*** Information supplied ***

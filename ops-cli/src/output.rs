use auth_rbac::{CheckResponse, PermissionCheck, ResolvedGrant, RoleGraphReport, RoleId, RolePage};
use colored::Colorize;
use std::fmt::Write as _;

#[derive(Debug, Clone, Copy, PartialEq, Eq)]
pub enum OutputFormat {
    Text,
    Json,
}

impl OutputFormat {
    pub fn from_flag(json: bool) -> Self {
        if json {
            Self::Json
        } else {
            Self::Text
        }
    }
}

pub fn render_checks(role: Option<&RoleId>, checks: &[PermissionCheck], answers: &[CheckResponse]) -> String {
    let mut out = String::new();
    match role {
        Some(id) => {
            let _ = writeln!(out, "Role {}", id.to_string().bold());
        }
        None => {
            let _ = writeln!(out, "{}", "No matching role; every check is denied".yellow());
        }
    }

    for (check, answer) in checks.iter().zip(answers) {
        let pair = format!("{}:{}", check.action, check.subject);
        match answer.matched_grant {
            Some(ref grant) if answer.allowed => {
                let _ = writeln!(out, "  {} {} (via {})", "ALLOW".green().bold(), pair, grant);
            }
            _ => {
                let _ = writeln!(out, "  {} {}", "DENY ".red().bold(), pair);
            }
        }
    }
    out
}

pub fn render_grants(role: &RoleId, grants: &[ResolvedGrant]) -> String {
    let mut out = String::new();
    let _ = writeln!(out, "Effective grants of {} ({})", role.to_string().bold(), grants.len());

    let mut sorted: Vec<&ResolvedGrant> = grants.iter().collect();
    sorted.sort_by(|a, b| {
        (a.grant.subject.as_str(), a.grant.action.as_str())
            .cmp(&(b.grant.subject.as_str(), b.grant.action.as_str()))
    });
    for resolved in sorted {
        let marker = if resolved.source == *role {
            "direct".normal()
        } else {
            format!("from {}", resolved.source).dimmed()
        };
        let _ = writeln!(out, "  {:<32} {}", resolved.grant.to_string(), marker);
    }
    out
}

pub fn render_report(report: &RoleGraphReport) -> String {
    let mut out = String::new();
    let _ = writeln!(out, "{} roles checked", report.role_count);

    if report.is_clean() {
        let _ = writeln!(out, "{}", "No problems found".green());
        return out;
    }

    for dangling in &report.dangling {
        let _ = writeln!(
            out,
            "  {} {} inherits missing role {}",
            "dangling".yellow(),
            dangling.role,
            dangling.missing
        );
    }
    for cycle in &report.cycles {
        let members: Vec<String> = cycle.iter().map(ToString::to_string).collect();
        let first = members.first().cloned().unwrap_or_default();
        let _ = writeln!(out, "  {} {} -> {}", "cycle".yellow(), members.join(" -> "), first);
    }
    for id in &report.duplicate_ids {
        let _ = writeln!(out, "  {} role id {} appears more than once", "duplicate".red(), id);
    }
    for (id, grant) in &report.duplicate_grants {
        let _ = writeln!(out, "  {} {} declares {} more than once", "duplicate".yellow(), id, grant);
    }
    out
}

pub fn render_roles(page: &RolePage) -> String {
    let mut out = String::new();
    for role in &page.items {
        let system = if role.is_system { " [system]".dimmed() } else { "".normal() };
        let _ = writeln!(
            out,
            "{:<38} {}{}  grants={} inherits={}",
            role.id.to_string(),
            role.name.bold(),
            system,
            role.grants().len(),
            role.inherits().len()
        );
    }
    match page.total {
        Some(total) => {
            let _ = writeln!(out, "{} of {} roles", page.items.len(), total);
        }
        None => {
            let _ = writeln!(out, "{} roles", page.items.len());
        }
    }
    out
}
//! Guards driven by a live authorization context

use auth_gateway::*;
use auth_identity::{AuthSession, AuthUser};
use auth_rbac::{AuthorizationContext, ContextSettings, InMemoryRoleRepository, Role};
use std::sync::Arc;

const ROUTES: &str = r"
routes:
  - prefix: /
  - prefix: /screens
    required:
      - { action: read, subject: screen }
  - prefix: /emergency
    allowed_roles: [Super Admin]
    required:
      - { action: publish, subject: emergency }
  - prefix: /users
    mode: all
    required:
      - { action: read, subject: user }
      - { action: update, subject: user }
";

fn setup() -> (Arc<AuthSession>, AuthorizationContext, RouteTable) {
    let repository = Arc::new(InMemoryRoleRepository::with_roles(vec![
        Role::new("r-super", "Super Admin").with_grant("manage", "all"),
        Role::new("r-viewer", "Viewer").with_grant("read", "screen"),
        Role::new("r-support", "Support")
            .with_grant("read", "user")
            .inheriting("r-viewer"),
    ]));
    let session = Arc::new(AuthSession::new());
    let context = AuthorizationContext::new(repository, session.clone(), ContextSettings::default());
    (session, context, RouteTable::from_yaml_str(ROUTES).unwrap())
}

#[tokio::test]
async fn test_viewer_navigation() {
    let (session, context, routes) = setup();
    let guard = RouteGuard::default();
    session.set_credentials("tok", AuthUser::new("u-1").with_role_id("r-viewer"));

    let screens = routes.policy_for("/screens/3").unwrap();
    assert_eq!(guard.check(&context, screens, "/screens/3"), GuardOutcome::Suspend);
    assert_eq!(guard.authorize(&context, screens, "/screens/3").await, GuardOutcome::Render);

    let emergency = routes.policy_for("/emergency").unwrap();
    assert_eq!(
        guard.authorize(&context, emergency, "/emergency").await,
        GuardOutcome::Redirect(Redirect::Landing {
            path: DEFAULT_LANDING_PATH.to_string()
        })
    );

    let home = routes.policy_for("/").unwrap();
    assert_eq!(guard.check(&context, home, "/"), GuardOutcome::Render);
}

#[tokio::test]
async fn test_super_admin_fast_path_before_fetch() {
    let (session, context, routes) = setup();
    let guard = RouteGuard::default();
    session.set_credentials("tok", AuthUser::new("u-9").with_role_name("Super Admin"));

    let emergency = routes.policy_for("/emergency/broadcast").unwrap();
    assert_eq!(guard.check(&context, emergency, "/emergency/broadcast"), GuardOutcome::Render);
    assert!(context.roles().is_none());
}

#[tokio::test]
async fn test_all_mode_on_user_admin() {
    let (session, context, routes) = setup();
    let guard = RouteGuard::default();
    let users = routes.policy_for("/users/42").unwrap();

    session.set_credentials("tok-s", AuthUser::new("u-s").with_role_name("Support"));
    assert!(matches!(
        guard.authorize(&context, users, "/users/42").await,
        GuardOutcome::Redirect(Redirect::Landing { .. })
    ));

    session.set_credentials("tok-a", AuthUser::new("u-a").with_role_id("r-super"));
    assert_eq!(guard.authorize(&context, users, "/users/42").await, GuardOutcome::Render);
}

#[tokio::test]
async fn test_signed_out_operator_is_sent_to_login() {
    let (session, context, routes) = setup();
    let guard = RouteGuard::default();
    session.set_credentials("tok", AuthUser::new("u-1").with_role_id("r-viewer"));
    session.logout();

    let screens = routes.policy_for("/screens").unwrap();
    assert_eq!(
        guard.authorize(&context, screens, "/screens").await,
        GuardOutcome::Redirect(Redirect::Login {
            path: DEFAULT_LOGIN_PATH.to_string(),
            return_to: "/screens".to_string(),
        })
    );
}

***

> _Exercise objective_: Which lines above hold the string "missing"? Show each of them.

> _Written answer_:
            "  {} {} inherits missing role {}",
            dangling.missing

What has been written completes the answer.